Directions (FOR NEXT TWO): Let `alpha` be the root of the equation `25cos^2theta + 5costheta - 12 = 0`, where `(pi)/(2) lt alpha lt pi`.
What is sin 2`alpha` equal to?

To solve the problem, we need to find the value of \( \sin 2\alpha \) given that \( \alpha \) is a root of the equation \( 25 \cos^2 \theta + 5 \cos \theta - 12 = 0 \) and \( \frac{\pi}{2} < \alpha < \pi \). ### Step-by-step Solution: 1. **Substitute \( \alpha \) into the equation**: We replace \( \theta \) with \( \alpha \) in the equation: \[ 25 \cos^2 \alpha + 5 \cos \alpha - 12 = 0 \] 2. **Let \( x = \cos \alpha \)**: The equation becomes: \[ 25x^2 + 5x - 12 = 0 \] 3. **Factor the quadratic equation**: We can factor this equation. We look for two numbers that multiply to \( 25 \times -12 = -300 \) and add to \( 5 \). The numbers \( 20 \) and \( -15 \) work: \[ 25x^2 + 20x - 15x - 12 = 0 \] Grouping gives: \[ 5x(5x + 4) - 3(5x + 4) = 0 \] Factoring further: \[ (5x - 3)(5x + 4) = 0 \] 4. **Find the values of \( x \)**: Setting each factor to zero gives: \[ 5x - 3 = 0 \quad \Rightarrow \quad x = \frac{3}{5} \] \[ 5x + 4 = 0 \quad \Rightarrow \quad x = -\frac{4}{5} \] 5. **Determine the correct value of \( \cos \alpha \)**: Since \( \alpha \) is in the second quadrant (\( \frac{\pi}{2} < \alpha < \pi \)), \( \cos \alpha \) must be negative.
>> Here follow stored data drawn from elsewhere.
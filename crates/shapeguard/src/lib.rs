//! shapeguard
//!
//! Fluent schema validation and normalization for JSON-like values.
//!
//! ## Features
//!
//! - **Rule pipelines**: each schema is an ordered chain of checks and
//!   transforms; later rules see the value earlier rules produced
//! - **Error accumulation**: every failure is collected, nothing short-circuits
//! - **Templated messages**: `{{#label}}`, `{{#path}}`, `{{#value}}` and rule
//!   arguments such as `{{#limit}}`
//! - **Composite traversal**: arrays and objects validate their elements and
//!   fields, reporting paths like `items[2].name`
//! - **Shareable schemas**: schemas are `Send + Sync` and never store
//!   per-call state
//!
//! ## Architecture
//!
//! 1. **Value** (`value`): the dynamic value tree being validated.
//! 2. **Engine** (`engine/`): rules and the pipeline executor.
//! 3. **Schema** (`schema/`): leaf and composite schemas and their builders.
//! 4. **Template** (`template`): `{{#key}}` message rendering.
//!
//! ## Example
//!
//! ```
//! use shapeguard::prelude::*;
//! use serde_json::json;
//!
//! let schema = object()
//!     .field("name", string().trim().min(2).required())
//!     .field("tags", array().items(string().lowercase()))
//!     .field("port", number().integer().min(1).max(65535).default(8080));
//!
//! let result = schema.validate(json!({"name": " x ", "tags": ["Ok"]}).into());
//!
//! assert_eq!(result.errors.len(), 2);
//! assert_eq!(result.errors[0].path, "name");
//! assert_eq!(result.errors[0].message, "name length must be at least 2 characters long");
//! assert_eq!(result.errors[1].path, "tags[0]");
//! assert_eq!(result.value.get("tags"), Some(&Value::from(vec!["ok"])));
//! ```

pub mod engine;
pub mod error;
pub mod options;
pub mod schema;
pub mod template;
pub mod value;

pub use engine::rules::{Check, Failure, Rule, RuleCategory, Step};
pub use engine::Validated;
pub use error::{Result, SchemaError, ValidationError, ValidationErrors};
pub use options::ValidateOptions;
pub use schema::{
    AnySchema, ArraySchema, BooleanSchema, DateSchema, NumberSchema, ObjectSchema, Schema,
    SchemaBuilder, SchemaRef, StringSchema,
};
pub use value::{Map, Value};

/// Schema accepting any value
pub fn any() -> AnySchema {
    AnySchema::new()
}

/// Schema for strings
pub fn string() -> StringSchema {
    StringSchema::new()
}

/// Schema for numbers
pub fn number() -> NumberSchema {
    NumberSchema::new()
}

/// Schema for booleans
pub fn boolean() -> BooleanSchema {
    BooleanSchema::new()
}

/// Schema for dates
pub fn date() -> DateSchema {
    DateSchema::new()
}

/// Schema for arrays
pub fn array() -> ArraySchema {
    ArraySchema::new()
}

/// Schema for objects
pub fn object() -> ObjectSchema {
    ObjectSchema::new()
}

/// Everything needed to build and run schemas
pub mod prelude {
    pub use crate::{any, array, boolean, date, number, object, string};
    pub use crate::{Schema, SchemaBuilder, SchemaRef, Validated, ValidationError, Value};
}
Therefore, we take: \[ \cos \alpha = -\frac{4}{5} \] 6. **Calculate \( \sin \alpha \)**: Using the Pythagorean identity: \[ \sin^2 \alpha + \cos^2 \alpha = 1 \] We have: \[ \sin^2 \alpha + \left(-\frac{4}{5}\right)^2 = 1 \] \[ \sin^2 \alpha + \frac{16}{25} = 1 \] \[ \sin^2 \alpha = 1 - \frac{16}{25} = \frac{9}{25} \] Thus: \[ \sin \alpha = \sqrt{\frac{9}{25}} = \frac{3}{5} \] Since \( \alpha \) is in the second quadrant, \( \sin \alpha \) is positive. 7. **Calculate \( \sin 2\alpha \)**: Using the double angle formula: \[ \sin 2\alpha = 2 \sin \alpha \cos \alpha \] Substituting the values we found: \[ \sin 2\alpha = 2 \cdot \frac{3}{5} \cdot \left(-\frac{4}{5}\right) = 2 \cdot \frac{3 \cdot -4}{25} = \frac{-24}{25} \] ### Final Answer: \[ \sin 2\alpha = -\frac{24}{25} \]